I just noticed that the dual cone of $l^1$ is $l^\infty$! (A diamond in $\mathbb{R}^2$ for $l^1$ is a square in $\mathbb{R}^2$ for $l^\infty$.) In fact I cannot imagine that. Can you please explain it geometrically by the definition of the dual cone? [Ref. Convex Optimization book, Stephen Boyd]

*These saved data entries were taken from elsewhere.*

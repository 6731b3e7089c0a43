/// Turbine discharge model constants.
///
/// Centralises the coefficients of the empirical polynomial chain fitted
/// to the powerhouse commissioning data. Coefficient arrays are ordered
/// by ascending power.

/// Number of turbine units in the powerhouse.
pub const N_UNITS: usize = 6;

/// Gravitational acceleration used by the fit [m/s^2].
pub const GRAVITY: f64 = 9.8;

/// Cubic in head giving the head factor (R5 term of the fit).
pub const HEAD_FACTOR_COEFFS: [f64; 4] = [-0.32675, 3.5945, -0.0463189, 0.0001975];

/// Cubic in head forming the flow-factor denominator.
pub const FLOW_DENOMINATOR_COEFFS: [f64; 4] = [-30857.0, 1292.71, -8.9741, 0.03682];

/// Quartic in the flow factor giving unit efficiency [%].
pub const EFFICIENCY_COEFFS: [f64; 5] = [
    -4.532068452,
    0.31155337,
    -0.006520552181,
    0.0000597737436,
    -0.0000002019124,
];

/// Scale from unit load [MW] to the fit's flow-factor numerator.
pub const LOAD_SCALE: f64 = 100_000.0;

/// Scale from the discharge denominator [kW per m^3/s] back to [m^3/s].
pub const DISCHARGE_SCALE: f64 = 1000.0;

/// Lowest active-unit load [MW] for which the fit is considered valid.
///
/// An active unit loaded below this forces the aggregate turbine
/// discharge to be supplied manually.
pub const MIN_MODEL_LOAD: f64 = 15.0;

K = {(x,t): $\Vert x\Vert_1$ $\le$ t} => K* = {(x,t): $\Vert x\Vert_\infty$ $\le$ t}
Definition: K is a cone, then the dual cone is : $K^* = \{y: x^T y \geq 0 \ \text{for all} \ x \in K\}$
I would be glad if you have any comment about that. For simplicity you can discuss about that in $\mathbb{R}^2$.
Duality of cones is not the same as duality of normed vector spaces.
To get from the diamond to the square, observe that $$ B=\{y: \quad |x^T y|\leq 1\quad \forall |x|_{1}\leq 1\} $$ is a square, "created" from the diamond $D=\{x: |x|_{1}\leq 1\}$. The set $ D$ is the unit ball of $l_{1} $, whereas $ B $ is the unit ball of its dual space.